Can I Eat This: Use 1.5 year old frozen suet in a Christmas Pudding?
December 5, 2016 2:05 PM   Subscribe

I have 1.5 year old (from about July 2015) frozen beef suet in my freezer. It's vacuum packed, never been opened or defrosted, and I need to get started on a Christmas Pudding. Is the old suet safe? If so, will it have any negative effects on the pudding?

I bought some new suet today just in case, but it's less processed, and will need to be frozen, grated, and the icky bits picked out.
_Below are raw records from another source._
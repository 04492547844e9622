//! The stat store, the single source of truth for every numeric stat.
//!
//! RULE: `0 <= current <= max` holds after every mutation.
//! RULE: Other components never hold stat values across calls. They read
//! through `StatReader`, write through `StatWriter`, and every call takes
//! and releases the store's lock on its own.

use crate::{
    config::StatConfig,
    error::{SimError, SimResult},
    types::{Effects, StatMinimums, StatRange},
};
use log::warn;
use parking_lot::RwLock;
use serde::{Deserialize, Serialize};
use std::collections::BTreeMap;

/// Single drops larger than this fraction of max are logged.
const LARGE_DROP_FRACTION: f64 = 0.25;

#[derive(Debug, Clone, Serialize, Deserialize, PartialEq)]
#[serde(rename_all = "camelCase")]
pub struct Stat {
    pub current:            f64,
    pub max:                f64,
    pub degradation_rate:   f64,
    pub critical_threshold: f64,
}

impl Stat {
    pub fn from_config(cfg: &StatConfig) -> Self {
        Self {
            current:            cfg.initial.clamp(0.0, cfg.max),
            max:                cfg.max,
            degradation_rate:   cfg.degradation_rate,
            critical_threshold: cfg.critical_threshold,
        }
    }

    pub fn is_critical(&self) -> bool {
        self.current <= self.critical_threshold
    }

    fn percentage(&self) -> f64 {
        if self.max <= 0.0 {
            0.0
        } else {
            self.current / self.max * 100.0
        }
    }
}

/// Read contract shared by every component.
pub trait StatReader: Send + Sync {
    /// Current value, 0 when the stat does not exist.
    fn get_stat(&self, name: &str) -> f64;

    /// Copy of every current value.
    fn get_stats(&self) -> BTreeMap<String, f64>;

    /// Max value, 0 when the stat does not exist.
    fn stat_max(&self, name: &str) -> f64;

    /// True only if every named stat exists and is at or above its minimum.
    fn can_satisfy_requirements(&self, conditions: &StatMinimums) -> bool;

    /// True only if every named stat exists and lies within its range.
    fn can_satisfy_ranges(&self, ranges: &BTreeMap<String, StatRange>) -> bool;
}

/// Mutation contract. Each call is atomic with respect to other callers.
pub trait StatWriter: StatReader {
    /// Add each delta and clamp to `[0, max]`. Unknown names are ignored.
    fn apply_effects(&self, effects: &Effects);

    /// Permanently raise both max and current by `boost`.
    fn boost_stat(&self, name: &str, boost: f64);
}

/// Result of one degradation pass.
#[derive(Debug, Clone, Default, PartialEq)]
pub struct DegradeOutcome {
    /// Stats that fell to or below their critical threshold this pass.
    pub newly_critical: Vec<String>,
    /// Mood names for every stat currently critical (e.g. "hungry").
    pub mood_states:    Vec<String>,
}

#[derive(Debug, Default)]
pub struct StatStore {
    stats: RwLock<BTreeMap<String, Stat>>,
}

impl StatStore {
    pub fn new() -> Self {
        Self::default()
    }

    pub fn from_config(configs: &BTreeMap<String, StatConfig>) -> Self {
        let stats = configs
            .iter()
            .map(|(name, cfg)| (name.clone(), Stat::from_config(cfg)))
            .collect();
        Self { stats: RwLock::new(stats) }
    }

    /// Overwrite a stat's current value, clamped.
    pub fn set_stat(&self, name: &str, value: f64) {
        if let Some(stat) = self.stats.write().get_mut(name) {
            stat.current = value.clamp(0.0, stat.max);
        }
    }

    /// Apply `rate × minutes` decay to every stat with a positive rate.
    pub fn degrade(&self, minutes: f64) -> DegradeOutcome {
        let mut outcome = DegradeOutcome::default();
        if minutes <= 0.0 {
            return outcome;
        }
        let mut stats = self.stats.write();
        for (name, stat) in stats.iter_mut() {
            if stat.degradation_rate <= 0.0 {
                continue;
            }
            let was_critical = stat.is_critical();
            stat.current = (stat.current - stat.degradation_rate * minutes).max(0.0);
            if !was_critical && stat.is_critical() {
                outcome.newly_critical.push(name.clone());
            }
        }
        outcome.mood_states = mood_states(&stats);
        outcome
    }

    /// Names of every stat at or below its critical threshold.
    pub fn critical_states(&self) -> Vec<String> {
        self.stats
            .read()
            .iter()
            .filter(|(_, s)| s.is_critical())
            .map(|(n, _)| n.clone())
            .collect()
    }

    /// Current as a percentage of max. 0 if absent or max is 0.
    pub fn stat_percentage(&self, name: &str) -> f64 {
        self.stats.read().get(name).map_or(0.0, Stat::percentage)
    }

    /// Mean percentage across all stats. 50 with no stats.
    pub fn overall_mood(&self) -> f64 {
        let stats = self.stats.read();
        if stats.is_empty() {
            return 50.0;
        }
        stats.values().map(Stat::percentage).sum::<f64>() / stats.len() as f64
    }

    pub fn mood_category(&self) -> &'static str {
        match self.overall_mood() {
            m if m >= 80.0 => "happy",
            m if m >= 60.0 => "content",
            m if m >= 40.0 => "neutral",
            m if m >= 20.0 => "sad",
            _ => "depressed",
        }
    }

    /// Full copy including max and decay settings, for snapshots.
    pub fn snapshot_full(&self) -> BTreeMap<String, Stat> {
        self.stats.read().clone()
    }

    /// Check a saved stat set without touching live state.
    pub fn check_saved(stats: &BTreeMap<String, Stat>) -> SimResult<()> {
        validate_stats(stats)
    }

    /// Replace every stat after validating the incoming set.
    pub fn restore(&self, stats: BTreeMap<String, Stat>) -> SimResult<()> {
        validate_stats(&stats)?;
        *self.stats.write() = stats;
        Ok(())
    }

    pub fn validate(&self) -> SimResult<()> {
        validate_stats(&self.stats.read())
    }

    pub fn len(&self) -> usize {
        self.stats.read().len()
    }

    pub fn is_empty(&self) -> bool {
        self.stats.read().is_empty()
    }
}

impl StatReader for StatStore {
    fn get_stat(&self, name: &str) -> f64 {
        self.stats.read().get(name).map_or(0.0, |s| s.current)
    }

    fn get_stats(&self) -> BTreeMap<String, f64> {
        self.stats
            .read()
            .iter()
            .map(|(n, s)| (n.clone(), s.current))
            .collect()
    }

    fn stat_max(&self, name: &str) -> f64 {
        self.stats.read().get(name).map_or(0.0, |s| s.max)
    }

    fn can_satisfy_requirements(&self, conditions: &StatMinimums) -> bool {
        let stats = self.stats.read();
        conditions
            .iter()
            .all(|(name, min)| stats.get(name).map_or(false, |s| s.current >= *min))
    }

    fn can_satisfy_ranges(&self, ranges: &BTreeMap<String, StatRange>) -> bool {
        let stats = self.stats.read();
        ranges
            .iter()
            .all(|(name, range)| stats.get(name).map_or(false, |s| range.contains(s.current)))
    }
}

impl StatWriter for StatStore {
    fn apply_effects(&self, effects: &Effects) {
        let mut stats = self.stats.write();
        for (name, delta) in effects {
            let Some(stat) = stats.get_mut(name) else { continue };
            let before = stat.current;
            stat.current = (stat.current + delta).clamp(0.0, stat.max);
            if before - stat.current > stat.max * LARGE_DROP_FRACTION {
                warn!("stat '{name}' dropped {:.1} -> {:.1}", before, stat.current);
            }
        }
    }

    fn boost_stat(&self, name: &str, boost: f64) {
        if let Some(stat) = self.stats.write().get_mut(name) {
            stat.max = (stat.max + boost).max(0.0);
            stat.current = (stat.current + boost).clamp(0.0, stat.max);
        }
    }
}

/// Mood shown while `stat` is critical, if it has one.
pub fn mood_state(stat: &str) -> Option<&'static str> {
    match stat {
        "hunger" => Some("hungry"),
        "happiness" => Some("sad"),
        "health" => Some("sick"),
        "energy" => Some("tired"),
        _ => None,
    }
}

fn mood_states(stats: &BTreeMap<String, Stat>) -> Vec<String> {
    stats
        .iter()
        .filter(|(_, s)| s.is_critical())
        .filter_map(|(name, _)| mood_state(name))
        .map(str::to_string)
        .collect()
}

fn validate_stats(stats: &BTreeMap<String, Stat>) -> SimResult<()> {
    for (name, s) in stats {
        let reason = if s.max <= 0.0 {
            Some(format!("max value must be positive, got {}", s.max))
        } else if !(0.0..=s.max).contains(&s.current) {
            Some(format!("current {} outside [0, {}]", s.current, s.max))
        } else if s.degradation_rate < 0.0 {
            Some(format!("degradation rate cannot be negative, got {}", s.degradation_rate))
        } else if !(0.0..=s.max).contains(&s.critical_threshold) {
            Some(format!("critical threshold {} outside [0, {}]", s.critical_threshold, s.max))
        } else {
            None
        };
        if let Some(reason) = reason {
            return Err(SimError::invalid("stats", format!("stat '{name}': {reason}")));
        }
    }
    Ok(())
}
I'm going to take a bit of the old suet and defrost and inspect it, and my guess is it's probably safe given that it's basically just fat, but on the other hand, poisoning your Christmas guests isn't a good look. Plus I'm going on a week long road trip a couple of days after, and missing that due to thrifty pudding laziness would be extremely annoying. Should I risk it?
posted by Jon Mitchell to Food & Drink (6 answers total)
 
It's fine. Usually one throws out long term frozen steaks and other beef products after a year because of quality concerns once it's cooked up (texture, off-smells, freezer burn), not because there are concerns about safety or "poison" from the long term frozen storage. There's no worry about any of those things in a suet/pudding context.
posted by Karaage at 2:12 PM on December 5, 2016 [1 favorite]
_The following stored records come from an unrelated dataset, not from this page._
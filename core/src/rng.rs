//! Deterministic random number generation.
//!
//! RULE: Nothing in the simulation may call any platform RNG.
//! All randomness flows through a `RandomSource`. In production that is
//! a `SubsystemRng` derived from the companion's master seed; tests
//! inject a `SequenceRng` to script exact draws.
//!
//! Each subsystem gets its own stream, seeded from
//! (master_seed, subsystem slot, tick). This means:
//!   - Adding a new subsystem never changes existing subsystems' streams.
//!   - Each subsystem's stream is fully reproducible in isolation.

use crate::types::Tick;
use rand::{RngCore, SeedableRng};
use rand_pcg::Pcg64Mcg;

/// Anything that can hand out uniform draws in [0.0, 1.0).
pub trait RandomSource: Send {
    fn next_f64(&mut self) -> f64;

    /// Fire with probability `p`. `p <= 0` never fires, `p >= 1` always does.
    fn roll(&mut self, p: f64) -> bool {
        if p <= 0.0 {
            return false;
        }
        if p >= 1.0 {
            return true;
        }
        self.next_f64() <= p
    }

    /// Pick an index in [0, len). Returns 0 for empty or single lists.
    fn pick(&mut self, len: usize) -> usize {
        if len <= 1 {
            return 0;
        }
        ((self.next_f64() * len as f64) as usize).min(len - 1)
    }
}

/// A named, deterministic RNG for a single subsystem.
pub struct SubsystemRng {
    pub name: &'static str,
    inner: Pcg64Mcg,
}

impl SubsystemRng {
    /// Create a subsystem RNG from the master seed, a stable subsystem
    /// index and the tick being simulated. The index must never change
    /// once assigned.
    pub fn new(master_seed: u64, subsystem_index: u64, tick: Tick) -> Self {
        let derived_seed = master_seed
            ^ subsystem_index.wrapping_mul(0x9e37_79b9_7f4a_7c15)
            ^ tick.wrapping_mul(0xbf58_476d_1ce4_e5b9);
        Self {
            name: "unnamed",
            inner: Pcg64Mcg::seed_from_u64(derived_seed),
        }
    }

    pub fn with_name(mut self, name: &'static str) -> Self {
        self.name = name;
        self
    }

    /// Draw a raw u64 (full range).
    pub fn next_u64(&mut self) -> u64 {
        self.inner.next_u64()
    }
}

impl RandomSource for SubsystemRng {
    fn next_f64(&mut self) -> f64 {
        let bits = self.inner.next_u64();
        (bits >> 11) as f64 * (1.0 / (1u64 << 53) as f64)
    }
}

/// Replays a fixed list of draws, cycling when exhausted.
/// An empty list always yields 0.0.
#[derive(Debug, Clone, Default)]
pub struct SequenceRng {
    draws: Vec<f64>,
    cursor: usize,
}

impl SequenceRng {
    pub fn new(draws: Vec<f64>) -> Self {
        Self { draws, cursor: 0 }
    }

    /// Always returns the same value.
    pub fn constant(value: f64) -> Self {
        Self::new(vec![value])
    }

    /// How many draws have been consumed so far.
    pub fn consumed(&self) -> usize {
        self.cursor
    }
}

impl RandomSource for SequenceRng {
    fn next_f64(&mut self) -> f64 {
        if self.draws.is_empty() {
            return 0.0;
        }
        let v = self.draws[self.cursor % self.draws.len()];
        self.cursor += 1;
        v.clamp(0.0, 1.0)
    }
}

/// All subsystem RNGs for a single companion, indexed by stable slot.
pub struct RngBank {
    master_seed: u64,
}

impl RngBank {
    pub fn new(master_seed: u64) -> Self {
        Self { master_seed }
    }

    pub fn for_subsystem(&self, slot: SubsystemSlot, tick: Tick) -> SubsystemRng {
        SubsystemRng::new(self.master_seed, slot as u64, tick).with_name(slot.name())
    }
}

/// Stable subsystem slot assignments.
/// NEVER reorder or remove entries. Only append.
/// Reordering changes every subsystem's seed.
#[derive(Clone, Copy, Debug, PartialEq, Eq)]
#[repr(u64)]
pub enum SubsystemSlot {
    Decay = 0,
    RandomEvents = 1,
    RomanceEvents = 2,
    Jealousy = 3,
    Compatibility = 4,
    Crisis = 5,
    Progression = 6,
    // Add new subsystems here, append only.
}

impl SubsystemSlot {
    pub fn name(&self) -> &'static str {
        match self {
            Self::Decay => "decay",
            Self::RandomEvents => "random_events",
            Self::RomanceEvents => "romance_events",
            Self::Jealousy => "jealousy",
            Self::Compatibility => "compatibility",
            Self::Crisis => "crisis",
            Self::Progression => "progression",
        }
    }
}

#[cfg(test)]
mod tests {
    use super::*;

    #[test]
    fn same_seed_slot_and_tick_give_same_stream() {
        let mut a = SubsystemRng::new(7, SubsystemSlot::Crisis as u64, 12);
        let mut b = SubsystemRng::new(7, SubsystemSlot::Crisis as u64, 12);
        for _ in 0..16 {
            assert_eq!(a.next_f64().to_bits(), b.next_f64().to_bits());
        }
    }

    #[test]
    fn different_ticks_diverge() {
        let mut a = SubsystemRng::new(7, 0, 1);
        let mut b = SubsystemRng::new(7, 0, 2);
        let da: Vec<u64> = (0..4).map(|_| a.next_u64()).collect();
        let db: Vec<u64> = (0..4).map(|_| b.next_u64()).collect();
        assert_ne!(da, db);
    }

    #[test]
    fn draws_stay_in_unit_interval() {
        let mut rng = SubsystemRng::new(0xDEAD_BEEF, 3, 99);
        for _ in 0..1_000 {
            let v = rng.next_f64();
            assert!((0.0..1.0).contains(&v), "draw out of range: {v}");
        }
    }

    #[test]
    fn roll_respects_probability_edges() {
        let mut rng = SequenceRng::constant(0.0);
        assert!(!rng.roll(0.0));
        assert!(rng.roll(1.0));
        assert_eq!(rng.consumed(), 0, "edge probabilities must not consume draws");

        let mut rng = SequenceRng::new(vec![0.25, 0.75]);
        assert!(rng.roll(0.25), "value equal to probability fires");
        assert!(!rng.roll(0.5));
    }

    #[test]
    fn pick_stays_in_bounds() {
        let mut rng = SequenceRng::new(vec![0.0, 0.5, 0.999_999]);
        assert_eq!(rng.pick(3), 0);
        assert_eq!(rng.pick(3), 1);
        assert_eq!(rng.pick(3), 2);
        assert_eq!(rng.pick(0), 0);
    }
}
Best answer: Yeah, it's safe, but make sure it hasn't gone rancid BEFORE you use it. Signed, my mother made tamales with rancid lard once and it was a lot of work for gross tamales that no one ate. Rancidity won't hurt you, but it's gross. It should smell or taste "off."
posted by fiercecupcake at 2:17 PM on December 5, 2016 [4 favorites]


Fat freezes very well because it has so little moisture in it. As long as it hasn't picked up any off flavors from other stuff in the freezer I would use it.
posted by backseatpilot at 2:36 PM on December 5, 2016


I agree with you and everyone else. It's absolutely not going to poison anyone, but there's an outside possibility it might not taste good. Maybe fry a small piece of bread in the portion you extract for checking, and taste that. That should help you be sure that it hasn't picked up any weird tastes in the freezer. From your description of storage conditions I'm well nigh certain it will be fine, though.
posted by howfar at 3:43 PM on December 5, 2016 [1 favorite]
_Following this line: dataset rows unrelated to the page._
//! Shared trigger plumbing: per-name cooldowns and condition checks.
//!
//! Used by the random/romance event engines and the jealousy engine.

use crate::{
    config::{EventConditions, INTERACTION_COUNT_KEY, MEMORY_COUNT_KEY},
    history::HistoryReader,
    stats::StatReader,
    types::Instant,
};
use chrono::Duration;
use serde::{Deserialize, Serialize};
use std::collections::BTreeMap;

/// Window for `memoryCount.recent_positive_min`.
pub const RECENT_MEMORY_WINDOW_HOURS: i64 = 24;

/// Last firing time per trigger name.
#[derive(Debug, Clone, Default, Serialize, Deserialize, PartialEq)]
pub struct CooldownTracker {
    last_fired: BTreeMap<String, Instant>,
}

impl CooldownTracker {
    pub fn new() -> Self {
        Self::default()
    }

    /// True if `name` never fired, or fired at least `cooldown` ago.
    pub fn is_ready(&self, name: &str, cooldown: Duration, now: Instant) -> bool {
        self.last_fired
            .get(name)
            .map_or(true, |last| now - *last >= cooldown)
    }

    pub fn mark(&mut self, name: &str, now: Instant) {
        self.last_fired.insert(name.to_string(), now);
    }

    pub fn last_fired(&self, name: &str) -> Option<Instant> {
        self.last_fired.get(name).copied()
    }

    pub fn clear(&mut self) {
        self.last_fired.clear();
    }
}

/// Evaluate event conditions. An empty map always holds.
pub fn conditions_met<S: StatReader + ?Sized>(
    conditions: &EventConditions,
    stats: &S,
    history: &dyn HistoryReader,
    now: Instant,
) -> bool {
    conditions.iter().all(|(key, bounds)| match key.as_str() {
        INTERACTION_COUNT_KEY => interaction_counts_met(bounds, history),
        MEMORY_COUNT_KEY => memory_counts_met(bounds, history, now),
        stat => {
            let value = stats.get_stat(stat);
            bounds.get("min").map_or(true, |min| value >= *min)
                && bounds.get("max").map_or(true, |max| value <= *max)
        }
    })
}

fn interaction_counts_met(bounds: &BTreeMap<String, f64>, history: &dyn HistoryReader) -> bool {
    bounds.iter().all(|(key, required)| {
        let count = if key == "total_min" {
            history.total_interactions()
        } else if let Some(kind) = key.strip_suffix("_min") {
            history.interaction_count(kind)
        } else {
            return true;
        };
        count as f64 >= *required
    })
}

fn memory_counts_met(
    bounds: &BTreeMap<String, f64>,
    history: &dyn HistoryReader,
    now: Instant,
) -> bool {
    bounds.iter().all(|(key, required)| {
        let count = match key.as_str() {
            "total_min" => history.memory_count(),
            "recent_positive_min" => history
                .recent_positive_memories(Duration::hours(RECENT_MEMORY_WINDOW_HOURS), now),
            _ => return true,
        };
        count as f64 >= *required
    })
}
Very low risk, IMO. I do join with the others in advising that you check it for rancidity before you mix it all into your pudding. Take a little bit and heat it up. It's a lot easier to tell if it's rancid when it's warm.
posted by Bruce H. at 3:45 PM on December 5, 2016


Response by poster: I heated it up and gave it a taste test. It tasted basically fine, but not as neutral or pleasant as the new stuff - a little beefier than I would ideally like - so I tossed it. I'm sure it would've been OK, but since the new stuff froze quickly enough to grate OK, I erred on the side of caution. Thanks all!
posted by Jon Mitchell at 4:34 PM on December 5, 2016 [2 favorites]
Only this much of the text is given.